5. Creating jobs and profiles

In order to run a crawl a configuration must be created that defines it. In Heritrix such a configuration is called a crawl job.

5.1. Crawl job

A crawl job encompasses the configurations needed to run a single crawl. It also contains some additional elements such as file locations, status etc.

Once logged onto the WUI new jobs can be created by going to the Jobs tab. Once the Jobs page loads users can create jobs by choosing of the following three options:

  1. Based on existing job

    This option allows the user to create a job by basing it on any existing job, regardless of whether it has been crawled or not. Can be useful for repeating crawls or recovering a crawl that had problems. (See Section 9.3, “Recovery of Frontier State and recover.gz”

  2. Based on a profile

    This option allows the user to create a job by basing it on any existing profiles.

  3. With defaults

    This option creates a new crawl job based on the default profile.

Options 1 and 2 will display a list of available options. Initially there are two profiles and no existing jobs.

All crawl jobs are created by basing them on profiles (see Section 5.2, “Profile”) or existing jobs.

Once the proper profile/job has been chosen to base the new job on, a simple page will appear asking for the new job's:

  1. Name

    The name must only contain letters, numbers, dash (-) and underscore (_). No other characters are allowed. This name will be used to identify the crawl in the WUI but it need not be unique. The name can not be changed later

  2. Description

    A short description of the job. This is a freetext input box and can be edited later.

  3. Seeds

    The seed URIs to use for the job. This list can be edited later along with the general configurations.

Below these input fields there are several buttons. The last one Submit job will immediately submit the job and (assuming it is properly configured) it will be ready to run (see Section 7, “Running a job”). The other buttons will take the user to the relevant configuration pages (those are covered in detail in Section 6, “Configuring jobs and profiles”). Once all desired changes have been made to the configuration, click the 'Submit job' tab (usually displayed top and bottom right) to submit it to the list of waiting jobs.

Note

Changes made afterwards to the original jobs or profiles that a new job is based on will not in any way affect the newly created job.

Note

Jobs based on the default profile provided with Heritrix are not ready to run as is. Their HTTP header information must be set to valid values. See Section 6.3.1.3, “HTTP headers” for details.

5.2. Profile

A profile is a template for a crawl job. It contains all the configurations that a crawl job would, but is not considered to be 'crawlable'. That is Heritrix will not allow you to directly crawl a profile, only jobs based on profiles. The reason for this is that while profiles may in fact be complete, they may also not be.

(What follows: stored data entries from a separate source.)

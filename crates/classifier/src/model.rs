//! The gesture model seam.

use std::path::Path;

use handsign_common::config::{ModelBackend, ModelConfig};
use handsign_common::error::{HandsignError, HandsignResult};

use crate::dense::DenseModel;

/// A loaded inference model mapping a fixed-size input to a fixed-size
/// output. Implementations are read-only after loading; `run` takes
/// `&mut self` only because some runtimes keep per-call scratch state.
pub trait GestureModel: Send {
    /// Number of input floats.
    fn input_len(&self) -> usize;

    /// Number of output floats.
    fn output_len(&self) -> usize;

    /// Single forward pass. `input.len()` equals `input_len()`.
    fn run(&mut self, input: &[f32]) -> HandsignResult<Vec<f32>>;

    /// Backend name for logging.
    fn name(&self) -> &str;

    /// One line per layer or stage, for inspection.
    fn describe(&self) -> Vec<String> {
        vec![format!(
            "{}: {} -> {}",
            self.name(),
            self.input_len(),
            self.output_len()
        )]
    }
}

/// Load the model named by `config` with the configured backend.
pub fn load_model(config: &ModelConfig) -> HandsignResult<Box<dyn GestureModel>> {
    let path = config.path.as_path();
    if !path.is_file() {
        return Err(HandsignError::model_load(path, "model asset not found"));
    }

    tracing::info!(path = %path.display(), backend = ?config.backend, "Loading gesture model");
    match config.backend {
        ModelBackend::Dense => Ok(Box::new(DenseModel::load(path)?)),
        ModelBackend::Onnx => load_onnx(path),
    }
}

/// Elements per frame for a declared tensor shape.
///
/// Leading dimensions must describe a batch of one (`1`, or `-1` when the
/// batch is dynamic) and the last dimension must be fixed.
#[cfg_attr(not(feature = "onnx"), allow(dead_code))]
pub(crate) fn frame_len(dims: &[i64]) -> Option<usize> {
    let (last, leading) = dims.split_last()?;
    if leading.iter().any(|d| *d != 1 && *d != -1) {
        return None;
    }
    usize::try_from(*last).ok().filter(|n| *n > 0)
}

#[cfg(feature = "onnx")]
fn load_onnx(path: &Path) -> HandsignResult<Box<dyn GestureModel>> {
    Ok(Box::new(crate::onnx::OnnxModel::load(path)?))
}

#[cfg(not(feature = "onnx"))]
fn load_onnx(path: &Path) -> HandsignResult<Box<dyn GestureModel>> {
    Err(HandsignError::model_load(
        path,
        "ONNX backend not available; rebuild with `--features onnx`",
    ))
}

#[cfg(test)]
mod tests {
    use super::*;
    use std::path::PathBuf;

    #[test]
    fn missing_asset_is_a_load_error() {
        let config = ModelConfig {
            path: PathBuf::from("/nonexistent/handsign/model.json"),
            backend: ModelBackend::Dense,
        };
        let err = load_model(&config).err().unwrap();
        assert!(matches!(err, HandsignError::ModelLoad { .. }));
    }

    #[test]
    fn frame_len_accepts_single_or_dynamic_batch() {
        assert_eq!(frame_len(&[1, 15]), Some(15));
        assert_eq!(frame_len(&[-1, 26]), Some(26));
        assert_eq!(frame_len(&[15]), Some(15));
    }

    #[test]
    fn frame_len_rejects_unknown_or_batched_shapes() {
        assert_eq!(frame_len(&[]), None);
        assert_eq!(frame_len(&[1, -1]), None);
        assert_eq!(frame_len(&[2, 15]), None);
        assert_eq!(frame_len(&[1, 0]), None);
    }
}
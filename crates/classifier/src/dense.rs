//! Feed-forward network stored as JSON.
//!
//! The asset is a stack of fully connected layers. Weights are row-major
//! (`outputs` rows of `inputs` columns) and either plain `f32` or int8 with
//! an affine scale: `w = scale * (q - zero_point)`. Quantized weights are
//! expanded once at load time; inference always runs in `f32`.

use std::path::Path;

use handsign_common::error::{HandsignError, HandsignResult};
use serde::{Deserialize, Serialize};

use crate::model::GestureModel;

/// Format tag expected in every dense model file.
pub const DENSE_FORMAT: &str = "handsign-dense";

/// Highest file version this build understands.
pub const DENSE_VERSION: u32 = 1;

/// On-disk model document.
#[derive(Debug, Clone, PartialEq, Serialize, Deserialize)]
pub struct DenseModelFile {
    pub format: String,
    pub version: u32,
    pub layers: Vec<LayerSpec>,
}

/// One fully connected layer.
#[derive(Debug, Clone, PartialEq, Serialize, Deserialize)]
pub struct LayerSpec {
    pub inputs: usize,
    pub outputs: usize,
    #[serde(default)]
    pub activation: Activation,
    pub weights: WeightSpec,
    pub bias: Vec<f32>,
}

/// Layer activation.
#[derive(Debug, Clone, Copy, PartialEq, Eq, Serialize, Deserialize, Default)]
#[serde(rename_all = "snake_case")]
pub enum Activation {
    #[default]
    Linear,
    Relu,
    Softmax,
}

/// Stored weight matrix.
#[derive(Debug, Clone, PartialEq, Serialize, Deserialize)]
#[serde(tag = "dtype", rename_all = "snake_case")]
pub enum WeightSpec {
    Float32 {
        values: Vec<f32>,
    },
    Int8 {
        scale: f32,
        #[serde(default)]
        zero_point: i32,
        values: Vec<i8>,
    },
}

impl WeightSpec {
    /// Symmetric int8 quantization (`zero_point = 0`).
    pub fn quantize(values: &[f32]) -> Self {
        let max_abs = values.iter().fold(0.0f32, |m, v| m.max(v.abs()));
        let scale = if max_abs > 0.0 { max_abs / 127.0 } else { 1.0 };
        let values = values
            .iter()
            .map(|v| (v / scale).round().clamp(-127.0, 127.0) as i8)
            .collect();
        Self::Int8 {
            scale,
            zero_point: 0,
            values,
        }
    }

    fn len(&self) -> usize {
        match self {
            Self::Float32 { values } => values.len(),
            Self::Int8 { values, .. } => values.len(),
        }
    }

    fn is_quantized(&self) -> bool {
        matches!(self, Self::Int8 { .. })
    }

    fn dequantize(&self) -> Vec<f32> {
        match self {
            Self::Float32 { values } => values.clone(),
            Self::Int8 {
                scale,
                zero_point,
                values,
            } => values
                .iter()
                .map(|q| scale * (*q as i32 - zero_point) as f32)
                .collect(),
        }
    }
}

#[derive(Debug, Clone)]
struct Layer {
    inputs: usize,
    outputs: usize,
    activation: Activation,
    quantized: bool,
    weights: Vec<f32>,
    bias: Vec<f32>,
}

impl Layer {
    fn forward(&self, input: &[f32], output: &mut Vec<f32>) {
        output.clear();
        for row in self.weights.chunks_exact(self.inputs) {
            let dot: f32 = row.iter().zip(input).map(|(w, x)| w * x).sum();
            output.push(dot);
        }
        for (value, bias) in output.iter_mut().zip(&self.bias) {
            *value += bias;
        }
        match self.activation {
            Activation::Linear => {}
            Activation::Relu => output.iter_mut().for_each(|v| *v = v.max(0.0)),
            Activation::Softmax => softmax(output),
        }
    }
}

fn softmax(values: &mut [f32]) {
    let max = values.iter().copied().fold(f32::NEG_INFINITY, f32::max);
    let mut sum = 0.0;
    for v in values.iter_mut() {
        *v = (*v - max).exp();
        sum += *v;
    }
    if sum > 0.0 {
        values.iter_mut().for_each(|v| *v /= sum);
    }
}

/// A loaded dense network.
#[derive(Debug, Clone)]
pub struct DenseModel {
    layers: Vec<Layer>,
    scratch: [Vec<f32>; 2],
}

impl DenseModel {
    /// Read and validate a model file.
    pub fn load(path: &Path) -> HandsignResult<Self> {
        let content = std::fs::read_to_string(path)
            .map_err(|e| HandsignError::model_load(path, format!("cannot read asset: {e}")))?;
        let file: DenseModelFile = serde_json::from_str(&content)
            .map_err(|e| HandsignError::model_load(path, format!("malformed model: {e}")))?;
        Self::from_file(file, path)
    }

    /// Validate an in-memory model document. `origin` is only used in
    /// error messages.
    pub fn from_file(file: DenseModelFile, origin: &Path) -> HandsignResult<Self> {
        let fail = |msg: String| HandsignError::model_load(origin, msg);

        if file.format != DENSE_FORMAT {
            return Err(fail(format!("unknown format {:?}", file.format)));
        }
        if file.version == 0 || file.version > DENSE_VERSION {
            return Err(fail(format!("unsupported version {}", file.version)));
        }
        if file.layers.is_empty() {
            return Err(fail("model has no layers".to_string()));
        }

        let mut layers = Vec::with_capacity(file.layers.len());
        let mut prev_outputs = None;
        for (i, spec) in file.layers.into_iter().enumerate() {
            if spec.inputs == 0 || spec.outputs == 0 {
                return Err(fail(format!("layer {i} has an empty dimension")));
            }
            if let Some(prev) = prev_outputs {
                if spec.inputs != prev {
                    return Err(fail(format!(
                        "layer {i} takes {} inputs but layer {} produces {prev}",
                        spec.inputs,
                        i - 1
                    )));
                }
            }
            if spec.weights.len() != spec.inputs * spec.outputs {
                return Err(fail(format!(
                    "layer {i} has {} weights, expected {}",
                    spec.weights.len(),
                    spec.inputs * spec.outputs
                )));
            }
            if spec.bias.len() != spec.outputs {
                return Err(fail(format!(
                    "layer {i} has {} biases, expected {}",
                    spec.bias.len(),
                    spec.outputs
                )));
            }
            if let WeightSpec::Int8 { scale, .. } = &spec.weights {
                if !scale.is_finite() || *scale <= 0.0 {
                    return Err(fail(format!("layer {i} has invalid scale {scale}")));
                }
            }

            prev_outputs = Some(spec.outputs);
            layers.push(Layer {
                inputs: spec.inputs,
                outputs: spec.outputs,
                activation: spec.activation,
                quantized: spec.weights.is_quantized(),
                weights: spec.weights.dequantize(),
                bias: spec.bias,
            });
        }

        let widest = layers.iter().map(|l| l.outputs).max().unwrap_or(0);
        Ok(Self {
            layers,
            scratch: [Vec::with_capacity(widest), Vec::with_capacity(widest)],
        })
    }
}

impl GestureModel for DenseModel {
    fn input_len(&self) -> usize {
        self.layers[0].inputs
    }

    fn output_len(&self) -> usize {
        self.layers[self.layers.len() - 1].outputs
    }

    fn run(&mut self, input: &[f32]) -> HandsignResult<Vec<f32>> {
        if input.len() != self.input_len() {
            return Err(HandsignError::shape_mismatch(
                "dense model input",
                self.input_len(),
                input.len(),
            ));
        }

        let [current, next] = &mut self.scratch;
        current.clear();
        current.extend_from_slice(input);
        for layer in &self.layers {
            layer.forward(current, next);
            std::mem::swap(current, next);
        }
        Ok(current.clone())
    }

    fn name(&self) -> &str {
        "dense"
    }

    fn describe(&self) -> Vec<String> {
        self.layers
            .iter()
            .enumerate()
            .map(|(i, l)| {
                format!(
                    "layer {i}: {} -> {} {:?} ({})",
                    l.inputs,
                    l.outputs,
                    l.activation,
                    if l.quantized { "int8" } else { "f32" }
                )
            })
            .collect()
    }
}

A common example is leaving the HTTP headers (user-agent, from) in an illegal state in a profile to force the user to input valid data. This applies to the default (default) profile that comes with Heritrix. Other examples would be leaving the seeds list empty, not specifying some processors (such as the writer/indexer) etc.

In general there is less error checking of profiles.

To manage profiles, go to the Profiles tab in the WUI. That page will display a list of existing profiles. To create a new profile select the option of creating a "New profile based on it" from the existing profile to use as a template. Much like jobs, profiles can only be created based on other profiles. It is not possible to create profiles based on existing jobs.

The process from there on mirrors the creation of jobs. A page will ask for the new profiles name, description and seeds list. Unlike job names, profile names must be unique from other profile names - jobs and a profile can share the same name - otherwise the same rules apply.

The user then proceeds to the configuration pages (see Section 6, “Configuring jobs and profiles”) to modify the behavior of the new profile from that of the parent profile.

Note

Even though profiles are based on other profiles, changes made to the original profiles afterwards will not affect the new ones.